The traditional view that holds that Moses wrote the Torah does not conflict with this.  Just like you or I could write a critique of something and explain why it is in error, so also the Genesis creation account seems to be a direct refutation of these pagan cosmologies, correcting the pagan indoctrination the Hebrews had been subjected to for 400 years while in slavery in Egypt. 

The Exodus plagues served a similar function as a polemic against Egyptian pagan religion.  Each of the plagues struck at one or more of the different Egyptian gods, including the 'mighty' sun-god Ra with the plague of darkness.  In each case demonstrating the superior power of Yahweh over the Egyptian gods.  

The Genesis creation account as a 'theological polemic against the ancient Egyptian models of creation' fits the biblical pattern very well.  We see similar anti-pagan polemics throughout the Old Testament and into the New Testament, until we reach the ultimate polemic: the Cross, defeating the power and (philosophical) wisdom ('sophia') valued and esteemed by Greco-Roman society, religion, and culture by the complete opposite: Roman imperial power and Greek wisdom defeated by weakness, love, humility, and the 'foolishness of the cross' (1 Corinthians): Victory in 'defeat'.

TruthMuse
tbwp10 wrote:

Then there's no problem, because I haven't done that

So you accept as history Genesis and all that is in it as written?

tbwp10

Genesis is historical, but not in a modern or secular sense.  'Theological History' or 'Salvation History' is probably the best way to describe it.

As far as my earlier response, you said I 'altered historical accounts into poetry'.  I did not.  Genesis 1 contains poetic elements already.

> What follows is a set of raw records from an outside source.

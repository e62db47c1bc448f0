use serde::{Deserialize, Serialize};

use crate::error::RenderError;

/// A single color stop: a normalized position and an RGB color.
#[derive(Debug, Clone, Copy, PartialEq, Serialize, Deserialize)]
pub struct ColorStop {
    /// Position in `[0, 1]`.
    pub pos: f64,
    pub rgb: [u8; 3],
}

/// An ordered sequence of interpolated color stops.
///
/// Gradients are cyclic: after parsing, a stop at position 1.0 carrying the
/// first stop's color is guaranteed to exist, so `color_at(0) == color_at(1)`
/// and the palette can repeat seamlessly when keyed by iters-per-cycle.
#[derive(Debug, Clone, PartialEq, Serialize, Deserialize)]
pub struct Gradient {
    stops: Vec<ColorStop>,
}

impl Gradient {
    /// Build a gradient from raw stops, normalizing order and the cyclic seam.
    pub fn from_stops(stops: Vec<ColorStop>) -> crate::Result<Self> {
        if stops.is_empty() {
            return Err(RenderError::EmptyGradient);
        }
        for stop in &stops {
            if !stop.pos.is_finite() || !(0.0..=1.0).contains(&stop.pos) {
                return Err(RenderError::InvalidStopPosition(stop.pos));
            }
        }
        let mut stops = stops;
        stops.sort_by(|a, b| a.pos.total_cmp(&b.pos));

        // A stop at 0 is required; imply it from the first color if absent.
        if stops[0].pos > 0.0 {
            let first = stops[0].rgb;
            stops.insert(0, ColorStop { pos: 0.0, rgb: first });
        }
        // Close the cycle at 1.0 with the first stop's color.
        if stops[stops.len() - 1].pos < 1.0 {
            let first = stops[0].rgb;
            stops.push(ColorStop { pos: 1.0, rgb: first });
        }
        Ok(Self { stops })
    }

    /// Parse a textual gradient spec, auto-detecting the format.
    ///
    /// Two formats are accepted, both `;`-separated:
    /// - legacy — first logical line is an integer `range`, each later line
    ///   is `"<pos>, <r> <g> <b>"` with `pos` in `[0, range]`;
    /// - simple — every line is `"<r> <g> <b>"`, with N lines placed at
    ///   evenly spaced positions `i/N`.
    pub fn parse(text: &str) -> crate::Result<Self> {
        let lines: Vec<&str> = text
            .split([';', '\n'])
            .map(str::trim)
            .filter(|l| !l.is_empty())
            .collect();
        let Some(first) = lines.first() else {
            return Err(RenderError::EmptyGradient);
        };
        if first.split_whitespace().count() == 1 && !first.contains(',') {
            Self::parse_legacy(lines[0], &lines[1..])
        } else {
            Self::parse_simple(&lines)
        }
    }

    fn parse_legacy(range_line: &str, lines: &[&str]) -> crate::Result<Self> {
        let range: u32 = range_line
            .parse()
            .ok()
            .filter(|&r| r > 0)
            .ok_or_else(|| RenderError::InvalidGradientRange(range_line.to_string()))?;

        let mut stops = Vec::with_capacity(lines.len());
        for line in lines {
            let (pos_part, color_part) = line
                .split_once(',')
                .ok_or_else(|| RenderError::MalformedColorStop(line.to_string()))?;
            let position: f64 = pos_part
                .trim()
                .parse()
                .map_err(|_| RenderError::MalformedColorStop(line.to_string()))?;
            if !(0.0..=range as f64).contains(&position) {
                return Err(RenderError::PositionOutOfRange { position, range });
            }
            stops.push(ColorStop {
                pos: position / range as f64,
                rgb: parse_rgb(color_part, line)?,
            });
        }
        Self::from_stops(stops)
    }

    fn parse_simple(lines: &[&str]) -> crate::Result<Self> {
        let n = lines.len();
        let stops = lines
            .iter()
            .enumerate()
            .map(|(i, line)| {
                Ok(ColorStop {
                    pos: i as f64 / n as f64,
                    rgb: parse_rgb(line, line)?,
                })
            })
            .collect::<crate::Result<Vec<_>>>()?;
        Self::from_stops(stops)
    }

    pub fn stops(&self) -> &[ColorStop] {
        &self.stops
    }

    /// Interpolated lookup at a normalized position.
    ///
    /// Binary-searches for the bracketing stop pair, then linearly
    /// interpolates each channel — O(log stops) per call.
    pub fn color_at(&self, pos: f64) -> [u8; 3] {
        let pos = pos.clamp(0.0, 1.0);
        // First stop strictly above `pos`; stops[0].pos == 0, so hi >= 1.
        let hi = self.stops.partition_point(|s| s.pos <= pos);
        if hi == self.stops.len() {
            return self.stops[hi - 1].rgb;
        }
        let lo = &self.stops[hi - 1];
        let hi = &self.stops[hi];
        let span = hi.pos - lo.pos;
        if span <= 0.0 {
            return lo.rgb;
        }
        let frac = (pos - lo.pos) / span;
        lerp_rgb(lo.rgb, hi.rgb, frac)
    }
}

/// The classic deep-blue/white/orange cycle.
impl Default for Gradient {
    fn default() -> Self {
        let stops = vec![
            ColorStop { pos: 0.0, rgb: [0, 7, 100] },
            ColorStop { pos: 0.16, rgb: [32, 107, 203] },
            ColorStop { pos: 0.42, rgb: [237, 255, 255] },
            ColorStop { pos: 0.6425, rgb: [255, 170, 0] },
            ColorStop { pos: 0.8575, rgb: [0, 2, 0] },
        ];
        Self::from_stops(stops).expect("builtin gradient is valid")
    }
}

fn parse_rgb(part: &str, full_line: &str) -> crate::Result<[u8; 3]> {
    let channels: Vec<&str> = part.split_whitespace().collect();
    if channels.len() != 3 {
        return Err(RenderError::MalformedColorStop(full_line.to_string()));
    }
    let mut rgb = [0u8; 3];
    for (slot, raw) in rgb.iter_mut().zip(&channels) {
        let value: i64 = raw
            .parse()
            .map_err(|_| RenderError::MalformedColorStop(full_line.to_string()))?;
        if !(0..=255).contains(&value) {
            return Err(RenderError::ChannelOutOfRange(value));
        }
        *slot = value as u8;
    }
    Ok(rgb)
}

fn lerp_rgb(a: [u8; 3], b: [u8; 3], t: f64) -> [u8; 3] {
    let inv = 1.0 - t;
    [
        (a[0] as f64 * inv + b[0] as f64 * t).round() as u8,
        (a[1] as f64 * inv + b[1] as f64 * t).round() as u8,
        (a[2] as f64 * inv + b[2] as f64 * t).round() as u8,
    ]
}

#[cfg(test)]
mod tests {
    use super::*;

    const LEGACY: &str = "100; 0, 0 7 100; 16, 32 107 203; 42, 237 255 255; 64, 255 170 0; 85, 0 2 0";
    const SIMPLE: &str = "255 0 0; 0 255 0; 0 0 255;";

    #[test]
    fn parses_legacy_format() {
        let g = Gradient::parse(LEGACY).unwrap();
        // 5 parsed stops plus the synthetic closing stop at 1.0.
        assert_eq!(g.stops().len(), 6);
        assert_eq!(g.stops()[0], ColorStop { pos: 0.0, rgb: [0, 7, 100] });
        assert!((g.stops()[1].pos - 0.16).abs() < 1e-12);
    }

    #[test]
    fn parses_simple_format() {
        let g = Gradient::parse(SIMPLE).unwrap();
        // 3 evenly spaced stops plus the closing stop.
        assert_eq!(g.stops().len(), 4);
        assert_eq!(g.stops()[1].pos, 1.0 / 3.0);
        assert_eq!(g.stops()[3], ColorStop { pos: 1.0, rgb: [255, 0, 0] });
    }

    #[test]
    fn closing_stop_copies_first_color() {
        let g = Gradient::parse(LEGACY).unwrap();
        let last = g.stops().last().unwrap();
        assert_eq!(last.pos, 1.0);
        assert_eq!(last.rgb, g.stops()[0].rgb);
    }

    #[test]
    fn cyclic_seam() {
        for text in [LEGACY, SIMPLE] {
            let g = Gradient::parse(text).unwrap();
            assert_eq!(g.color_at(0.0), g.color_at(1.0), "seam must be closed");
        }
    }

    #[test]
    fn missing_zero_stop_is_implied() {
        let g = Gradient::parse("10; 5, 100 100 100; 10, 200 200 200").unwrap();
        assert_eq!(g.stops()[0], ColorStop { pos: 0.0, rgb: [100, 100, 100] });
    }

    #[test]
    fn interpolation_stays_within_bracketing_stops() {
        let g = Gradient::parse(SIMPLE).unwrap();
        for i in 0..=100 {
            let pos = i as f64 / 100.0;
            let c = g.color_at(pos);
            let stops = g.stops();
            let hi = stops.partition_point(|s| s.pos <= pos).min(stops.len() - 1);
            let lo = &stops[hi.saturating_sub(1)];
            let hi = &stops[hi];
            for ch in 0..3 {
                let min = lo.rgb[ch].min(hi.rgb[ch]);
                let max = lo.rgb[ch].max(hi.rgb[ch]);
                assert!(c[ch] >= min && c[ch] <= max, "overshoot at {pos}");
            }
        }
    }

    #[test]
    fn midpoint_interpolation() {
        let g = Gradient::parse("2; 0, 0 0 0; 2, 200 100 50").unwrap();
        assert_eq!(g.color_at(0.5), [100, 50, 25]);
    }

    #[test]
    fn rejects_bad_range() {
        assert!(matches!(
            Gradient::parse("abc; 0, 1 2 3"),
            Err(RenderError::InvalidGradientRange(_))
        ));
        assert!(matches!(
            Gradient::parse("0; 0, 1 2 3"),
            Err(RenderError::InvalidGradientRange(_))
        ));
    }

    #[test]
    fn rejects_position_out_of_range() {
        assert!(matches!(
            Gradient::parse("10; 11, 1 2 3"),
            Err(RenderError::PositionOutOfRange { .. })
        ));
    }

    #[test]
    fn rejects_malformed_color_line() {
        assert!(matches!(
            Gradient::parse("10; 1, 1 2"),
            Err(RenderError::MalformedColorStop(_))
        ));
        assert!(matches!(
            Gradient::parse("10; 1, 1 2 3 4"),
            Err(RenderError::MalformedColorStop(_))
        ));
        assert!(matches!(
            Gradient::parse("10; 1, a b c"),
            Err(RenderError::MalformedColorStop(_))
        ));
    }

    #[test]
    fn rejects_channel_out_of_range() {
        assert!(matches!(
            Gradient::parse("10; 1, 0 256 0"),
            Err(RenderError::ChannelOutOfRange(256))
        ));
        assert!(matches!(
            Gradient::parse("0 -3 0;"),
            Err(RenderError::ChannelOutOfRange(-3))
        ));
    }

    #[test]
    fn rejects_stop_position_outside_unit_interval() {
        let stop = |pos| ColorStop { pos, rgb: [1, 2, 3] };
        for bad in [-0.1, 1.5, f64::NAN, f64::INFINITY] {
            assert!(matches!(
                Gradient::from_stops(vec![stop(bad)]),
                Err(RenderError::InvalidStopPosition(_))
            ));
        }
        assert!(Gradient::from_stops(vec![stop(0.0), stop(1.0)]).is_ok());
    }

    #[test]
    fn rejects_empty_input() {
        assert!(matches!(
            Gradient::parse("  ;  ; "),
            Err(RenderError::EmptyGradient)
        ));
    }

    #[test]
    fn default_gradient_is_cyclic() {
        let g = Gradient::default();
        assert_eq!(g.color_at(0.0), g.color_at(1.0));
    }
}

That is an objective fact.  But I also said Genesis 1 is not pure poetry.  It is a combination of poetry AND narrative prose.  Hence 'poetic prose' or 'exalted narrative/prose'.  This too is an objective fact.  

Importantly---and this point seems to keep getting missed by many--'poetry' does NOT automatically equate to allegory/non-literal, nor does 'narrative prose' automatically equate to literal history.   This is a common mistake people make that often plays out like this: the YEC thinks 'if I can just show that Genesis 1 is narrative then that will prove it's meant to be taken as literal history', while the OEC thinks 'if I can just show that Genesis 1 is poetry then that will prove it's not supposed to be taken literally'. 

But BOTH of these are wrong and do not logically follow, because poetry can contain literal history, and narrative prose can contain non-literal allegory.  So it is important to remember that by itself, whether something is 'poetry' or 'narrative prose' is not enough information to determine whether it's meant to be taken 'literal' or 'non-literal'.  

TruthMuse

Okay, sure...history but not really...gotcha.

tbwp10

If you want to converse then let's converse.  But there's no need to be flippant nor to misrepresent or trivialize what I said.  Perhaps you should look up "Salvation History" and learn more about it and its relationship to Christian theology.  It's not a made-up word.

Kjvav
tbwp10 wrote:

Then there's no problem, because I haven't done that

   You have done it consistently throughout every thread I’ve ever seen you in.